An exhibit at the Museum of Tolerance in Los Angeles recalls one of worst atrocities of the late 20th century, the gassing of 5,000 Kurdish men, women and children in the town of Halabja by former Iraqi president Saddam Hussein. The exhibit opened this week, on the anniversary of the March, 1988 massacre.
The gas attack was orchestrated by Iraqi strongman Saddam Hussein and his cousin, Ali Hassan al Majid, known as Chemical Ali, and was aimed at the civilian Kurdish population of northern Iraq in the closing days of the Iran-Iraq war. Saddam planned to repopulate the area with Arab settlers from other parts of Iraq and he embarked on a policy of forced resettlement and mass murder.
Five thousand people died in the attack on Halabja on March 16, 1988. More than 100,000 Kurds would die in the following months as 4,000 villages were destroyed in what was known as the Anfal campaign.
The exhibit recalling the massacre was created for display at the United Nations in New York, where it was first shown. It was designed in conjunction with the Kurdistan Regional Government in Iraq, and can now be seen at the Museum of Tolerance in Los Angeles.
Rabbi Abraham Cooper is associate dean of the museum and the Simon Wiesenthal Center, a Jewish human rights organization. "What happened to the people in Halabja on March 16th, 22 years ago, should never have happened to begin with, should never happen again to anyone else, and we have learned from our own experience that silence is admittance. If you do not speak up, even in a case here where our community is not involved, then the world becomes complicit," he said.
He recalls that Simon Wiesenthal, the famous Nazi hunter after whom the Los Angeles center is named, warned of future genocides if the world stood by in silence in the face of atrocities. Rabbi Cooper says Wiesenthal, who died five years ago, spoke out against the killing of Kurds and other groups.

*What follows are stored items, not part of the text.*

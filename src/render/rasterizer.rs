use image::RgbaImage;

use crate::foundation::core::{Bitmap, Point, pixel_extent};
use crate::foundation::error::SlideResult;
use crate::render::surface::{RenderNode, SurfaceTree};

/// Turns a captured surface tree into one bitmap. Runs on render workers.
pub trait Rasterizer: Send + Sync {
    fn rasterize(&self, tree: SurfaceTree) -> SlideResult<Bitmap>;
}

/// CPU rasterizer compositing nodes in tree order.
///
/// - An opaque surface is filled with its background before any content.
/// - A top-level node exposing [`BackdropCapture`](crate::BackdropCapture) receives the canvas as
///   composited so far, immediately before that node is drawn.
/// - Every staged background image in a subtree is committed before the subtree is drawn.
#[derive(Clone, Copy, Debug, Default)]
pub struct CompositingRasterizer;

impl Rasterizer for CompositingRasterizer {
    fn rasterize(&self, mut tree: SurfaceTree) -> SlideResult<Bitmap> {
        let (w, h) = pixel_extent(tree.bounds.size());
        let mut canvas = RgbaImage::new(w, h);
        if tree.opaque
            && let Some(bg) = tree.background
        {
            let px = bg.to_pixel();
            for p in canvas.pixels_mut() {
                *p = px;
            }
        }

        for node in &mut tree.nodes {
            let origin = node.frame().origin();
            if let Some(capture) = node.as_backdrop_capture() {
                capture.capture_backdrop(Bitmap::new(canvas.clone()));
            }
            commit_background_images(&mut **node);
            draw_subtree(&**node, &mut canvas, origin);
        }

        Ok(Bitmap::new(canvas))
    }
}

fn commit_background_images(node: &mut dyn RenderNode) {
    if let Some(host) = node.as_background_image() {
        host.commit_background_image();
    }
    for child in node.children_mut() {
        commit_background_images(&mut **child);
    }
}

fn draw_subtree(node: &dyn RenderNode, canvas: &mut RgbaImage, origin: Point) {
    node.draw(canvas, origin);
    for child in node.children() {
        let o = child.frame().origin();
        draw_subtree(&**child, canvas, Point::new(origin.x + o.x, origin.y + o.y));
    }
}

#[cfg(test)]
#[path = "../../tests/unit/render/rasterizer.rs"]
mod tests;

"You have a special moral obligation to speak out and do what you can when others, in this case, the people of Halabja and other Kurdish communities, were gassed by Saddam Hussein and his regime so many years later," he said.
Today, Kurdistan is an autonomous region within Iraq. The U.S. cultural attaché for the Kurdistan regional government, Najat Abdullah, says that Kurdistan has recovered. "And as we expect, day by day, Kurdistan grows and Kurdistan becomes more democratic, Kurdistan becomes more the safest place in Iraq," he said.
But he says that this atrocity needs to be remembered.
Saddam Hussein was sentenced to death by an Iraqi court and hanged in December, 2006. Ali Hassan al Majid was executed this January.